__ASSIGNED TASK__. Work out how many lines of the data contain "port" and reply with that number alone.

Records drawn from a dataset
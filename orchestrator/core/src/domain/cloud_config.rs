// Copyright (c) 2026 swarm-provisioner contributors
// SPDX-License-Identifier: AGPL-3.0

// Swarm Cloud Configuration
//
// Defines the configuration schema the launcher reads, including:
// - Kubernetes-style manifest format (apiVersion/kind/metadata/spec)
// - Controller and agent connection endpoints
// - Swarm network and cache volume driver
// - Dispatcher sizing and directory call timeout
// - Per-label agent templates

use serde::{Deserialize, Serialize};
use std::collections::HashSet;
use std::path::{Path, PathBuf};
use std::time::Duration;

use crate::domain::template::AgentTemplate;

pub const API_VERSION: &str = "swarm-provisioner/v1";
pub const KIND: &str = "SwarmCloud";

/// Top-level Kubernetes-style cloud configuration manifest
#[derive(Debug, Clone, Serialize, Deserialize)]
pub struct SwarmCloudManifest {
    /// API version (must be "swarm-provisioner/v1")
    #[serde(rename = "apiVersion")]
    pub api_version: String,

    /// Resource kind (must be "SwarmCloud")
    pub kind: String,

    pub metadata: ManifestMetadata,

    pub spec: CloudConfiguration,
}

#[derive(Debug, Clone, Serialize, Deserialize)]
pub struct ManifestMetadata {
    /// Human-readable cloud name
    pub name: String,

    #[serde(skip_serializing_if = "Option::is_none")]
    pub version: Option<String>,
}

/// Process-wide settings shared by every launch.
#[derive(Debug, Clone, Serialize, Deserialize)]
pub struct CloudConfiguration {
    /// Base URL of the build controller agents connect back to
    pub controller_url: String,

    /// Optional `host:port` tunnel agents use for the inbound connection.
    /// Published to agents through the connection descriptor served by the
    /// controller, not through the service environment.
    #[serde(default, skip_serializing_if = "Option::is_none")]
    pub tunnel: Option<String>,

    /// Overlay network agents (and nested containers) attach to
    #[serde(default)]
    pub swarm_network: String,

    /// Volume driver for per-job cache volumes (empty = engine default)
    #[serde(default)]
    pub cache_driver_name: String,

    /// Path to Docker socket
    /// Default: platform default connection
    #[serde(default, skip_serializing_if = "Option::is_none")]
    pub docker_socket_path: Option<String>,

    /// Number of workers performing service creation
    #[serde(default = "default_dispatch_workers")]
    pub dispatch_workers: usize,

    /// Pending creations buffered before new launches are rejected
    #[serde(default = "default_dispatch_queue_capacity")]
    pub dispatch_queue_capacity: usize,

    /// Upper bound for secret/config listing calls
    #[serde(default = "default_directory_timeout_secs")]
    pub directory_timeout_secs: u64,

    #[serde(default)]
    pub agent_templates: Vec<AgentTemplate>,
}

impl CloudConfiguration {
    pub fn new(controller_url: impl Into<String>) -> Self {
        Self {
            controller_url: controller_url.into(),
            tunnel: None,
            swarm_network: String::new(),
            cache_driver_name: String::new(),
            docker_socket_path: None,
            dispatch_workers: default_dispatch_workers(),
            dispatch_queue_capacity: default_dispatch_queue_capacity(),
            directory_timeout_secs: default_directory_timeout_secs(),
            agent_templates: vec![],
        }
    }

    /// Controller URL with exactly one trailing `/`.
    pub fn controller_base_url(&self) -> String {
        if self.controller_url.ends_with('/') {
            self.controller_url.clone()
        } else {
            format!("{}/", self.controller_url)
        }
    }

    /// First template (in configuration order) serving `label`.
    pub fn template_for_label(&self, label: &str) -> Option<&AgentTemplate> {
        self.agent_templates.iter().find(|t| t.serves_label(label))
    }

    pub fn directory_timeout(&self) -> Duration {
        Duration::from_secs(self.directory_timeout_secs)
    }
}

fn default_dispatch_workers() -> usize {
    4
}

fn default_dispatch_queue_capacity() -> usize {
    64
}

fn default_directory_timeout_secs() -> u64 {
    30
}

impl Default for SwarmCloudManifest {
    fn default() -> Self {
        let hostname = hostname::get()
            .ok()
            .and_then(|h| h.into_string().ok())
            .unwrap_or_else(|| "swarm-cloud".to_string());

        Self {
            api_version: API_VERSION.to_string(),
            kind: KIND.to_string(),
            metadata: ManifestMetadata {
                name: hostname,
                version: Some("1.0.0".to_string()),
            },
            spec: CloudConfiguration::new("http://localhost:8080/"),
        }
    }
}

impl SwarmCloudManifest {
    /// Load configuration from YAML file
    pub fn from_yaml_file(path: impl AsRef<Path>) -> anyhow::Result<Self> {
        let content = std::fs::read_to_string(path)?;
        let config = serde_yaml::from_str(&content)?;
        Ok(config)
    }

    /// Save configuration to YAML file
    pub fn to_yaml_file(&self, path: impl AsRef<Path>) -> anyhow::Result<()> {
        let yaml = serde_yaml::to_string(self)?;
        std::fs::write(path, yaml)?;
        Ok(())
    }

    pub fn from_yaml_str(yaml: &str) -> anyhow::Result<Self> {
        let config = serde_yaml::from_str(yaml)?;
        Ok(config)
    }

    /// Discover configuration file using precedence order
    /// 1. SWARM_PROVISIONER_CONFIG environment variable
    /// 2. ./swarm-cloud.yaml (working directory)
    /// 3. ~/.swarm-provisioner/config.yaml (user home)
    /// 4. /etc/swarm-provisioner/config.yaml (system, Unix) or C:\ProgramData\SwarmProvisioner\config.yaml (Windows)
    pub fn discover_config() -> Option<PathBuf> {
        if let Ok(path) = std::env::var("SWARM_PROVISIONER_CONFIG") {
            let path = PathBuf::from(path);
            if path.exists() {
                return Some(path);
            }
        }

        let cwd = PathBuf::from("./swarm-cloud.yaml");
        if cwd.exists() {
            return Some(cwd);
        }

        if let Some(home) = dirs::home_dir() {
            let user_config = home.join(".swarm-provisioner").join("config.yaml");
            if user_config.exists() {
                return Some(user_config);
            }
        }

        #[cfg(unix)]
        let system_config = PathBuf::from("/etc/swarm-provisioner/config.yaml");
        #[cfg(windows)]
        let system_config = PathBuf::from("C:\\ProgramData\\SwarmProvisioner\\config.yaml");

        if system_config.exists() {
            return Some(system_config);
        }

        None
    }

    /// Load configuration with discovery, fallback to default
    pub fn load_or_default(cli_path: Option<PathBuf>) -> anyhow::Result<Self> {
        // Explicit CLI path (fail if missing/invalid)
        if let Some(path) = cli_path {
            tracing::info!("Loading configuration from explicit path: {:?}", path);
            let mut config = Self::from_yaml_file(&path).map_err(|e| {
                anyhow::anyhow!("Failed to load config at {:?}: {}", path, e)
            })?;
            config.apply_env_overrides();
            return Ok(config);
        }

        if let Some(config_path) = Self::discover_config() {
            tracing::info!("Loading configuration from discovered path: {:?}", config_path);
            let mut config = Self::from_yaml_file(config_path)?;
            config.apply_env_overrides();
            Ok(config)
        } else {
            tracing::warn!("No configuration file found in standard locations. Using empty defaults.");
            let mut config = Self::default();
            config.apply_env_overrides();
            Ok(config)
        }
    }

    /// Apply environment variable overrides to configuration
    /// This allows container deployments to override config via env vars
    pub fn apply_env_overrides(&mut self) {
        if let Ok(val) = std::env::var("SWARM_PROVISIONER_CONTROLLER_URL") {
            tracing::info!("Environment override: SWARM_PROVISIONER_CONTROLLER_URL={}", val);
            self.spec.controller_url = val;
        }
        if let Ok(val) = std::env::var("SWARM_PROVISIONER_NETWORK") {
            tracing::info!("Environment override: SWARM_PROVISIONER_NETWORK={}", val);
            self.spec.swarm_network = val;
        }
        if let Ok(val) = std::env::var("SWARM_PROVISIONER_CACHE_DRIVER") {
            tracing::info!("Environment override: SWARM_PROVISIONER_CACHE_DRIVER={}", val);
            self.spec.cache_driver_name = val;
        }
        if let Ok(val) = std::env::var("SWARM_PROVISIONER_DOCKER_SOCKET") {
            tracing::info!("Environment override: SWARM_PROVISIONER_DOCKER_SOCKET={}", val);
            self.spec.docker_socket_path = Some(val);
        }
    }

    /// Validate configuration
    pub fn validate(&self) -> anyhow::Result<()> {
        if self.api_version != API_VERSION {
            anyhow::bail!(
                "Invalid apiVersion: '{}'. Must be '{}'",
                self.api_version,
                API_VERSION
            );
        }

        if self.kind != KIND {
            anyhow::bail!("Invalid kind: '{}'. Must be '{}'", self.kind, KIND);
        }

        if self.metadata.name.is_empty() {
            anyhow::bail!("metadata.name cannot be empty");
        }

        let spec = &self.spec;
        if !(spec.controller_url.starts_with("http://") || spec.controller_url.starts_with("https://")) {
            anyhow::bail!(
                "spec.controller_url must be an http(s) URL, got '{}'",
                spec.controller_url
            );
        }

        if let Some(tunnel) = &spec.tunnel {
            match tunnel.rsplit_once(':') {
                Some((_, port)) if port.parse::<u16>().is_ok() => {}
                _ => anyhow::bail!("spec.tunnel must be 'host:port', got '{}'", tunnel),
            }
        }

        if spec.dispatch_workers == 0 {
            anyhow::bail!("spec.dispatch_workers must be at least 1");
        }

        if spec.directory_timeout_secs == 0 {
            anyhow::bail!("spec.directory_timeout_secs must be at least 1");
        }

        if spec.dispatch_queue_capacity == 0 {
            anyhow::bail!("spec.dispatch_queue_capacity must be at least 1");
        }

        let mut seen = HashSet::new();
        for template in &spec.agent_templates {
            if template.labels().next().is_none() {
                anyhow::bail!("Agent template for image '{}' has no label", template.image);
            }
            if template.image.is_empty() {
                anyhow::bail!("Agent template '{}' has no image", template.label);
            }
            for label in template.labels() {
                if !seen.insert(label.to_string()) {
                    tracing::warn!(
                        label = %label,
                        "Label is served by more than one agent template; the first one wins"
                    );
                }
            }
        }

        Ok(())
    }
}

#[cfg(test)]
mod tests {
    use super::*;

    const SAMPLE: &str = r#"
apiVersion: swarm-provisioner/v1
kind: SwarmCloud
metadata:
  name: ci-swarm
spec:
  controller_url: https://ci.example.com
  swarm_network: ci-agents
  cache_driver_name: local
  agent_templates:
    - label: maven java
      image: maven:3-jdk-17
      cache_dirs: [/root/.m2]
    - label: dind
      image: docker:17.12
      command: [sh, -c, build.sh]
"#;

    #[test]
    fn test_default_manifest() {
        let manifest = SwarmCloudManifest::default();
        assert_eq!(manifest.api_version, API_VERSION);
        assert_eq!(manifest.kind, KIND);
        assert!(!manifest.metadata.name.is_empty());
        assert!(manifest.validate().is_ok());
    }

    #[test]
    fn test_parse_sample() {
        let manifest = SwarmCloudManifest::from_yaml_str(SAMPLE).unwrap();
        assert!(manifest.validate().is_ok());
        assert_eq!(manifest.spec.dispatch_workers, 4);
        assert_eq!(manifest.spec.directory_timeout(), Duration::from_secs(30));
        assert_eq!(manifest.spec.agent_templates.len(), 2);
        assert_eq!(
            manifest.spec.template_for_label("java").map(|t| t.image.as_str()),
            Some("maven:3-jdk-17")
        );
        assert!(manifest.spec.template_for_label("gradle").is_none());
    }

    #[test]
    fn test_controller_base_url_gets_one_trailing_slash() {
        assert_eq!(
            CloudConfiguration::new("https://ci.example.com").controller_base_url(),
            "https://ci.example.com/"
        );
        assert_eq!(
            CloudConfiguration::new("https://ci.example.com/jenkins/").controller_base_url(),
            "https://ci.example.com/jenkins/"
        );
    }

    #[test]
    fn test_validation() {
        let mut manifest = SwarmCloudManifest::from_yaml_str(SAMPLE).unwrap();

        manifest.api_version = "wrong/v1".to_string();
        assert!(manifest.validate().is_err());
        manifest.api_version = API_VERSION.to_string();

        manifest.spec.controller_url = "ci.example.com".to_string();
        assert!(manifest.validate().is_err());
        manifest.spec.controller_url = "https://ci.example.com".to_string();

        manifest.spec.tunnel = Some("ci.example.com".to_string());
        assert!(manifest.validate().is_err());
        manifest.spec.tunnel = Some("ci.example.com:50000".to_string());
        assert!(manifest.validate().is_ok());

        manifest.spec.dispatch_workers = 0;
        assert!(manifest.validate().is_err());
        manifest.spec.dispatch_workers = 2;

        manifest.spec.directory_timeout_secs = 0;
        let err = manifest.validate().unwrap_err();
        assert!(err.to_string().contains("directory_timeout_secs"));
        manifest.spec.directory_timeout_secs = 5;
        assert!(manifest.validate().is_ok());

        manifest.spec.agent_templates.push(AgentTemplate::new("   ", "img"));
        assert!(manifest.validate().is_err());
    }

    #[test]
    fn test_yaml_file_roundtrip() {
        let dir = tempfile::tempdir().unwrap();
        let path = dir.path().join("swarm-cloud.yaml");
        let manifest = SwarmCloudManifest::from_yaml_str(SAMPLE).unwrap();
        manifest.to_yaml_file(&path).unwrap();

        let loaded = SwarmCloudManifest::load_or_default(Some(path)).unwrap();
        assert_eq!(loaded.metadata.name, "ci-swarm");
        assert_eq!(loaded.spec.agent_templates[1].command, vec!["sh", "-c", "build.sh"]);
    }

    #[test]
    fn test_missing_explicit_path_fails() {
        let dir = tempfile::tempdir().unwrap();
        let result = SwarmCloudManifest::load_or_default(Some(dir.path().join("absent.yaml")));
        assert!(result.is_err());
    }
}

__ANSWER BOX__. 3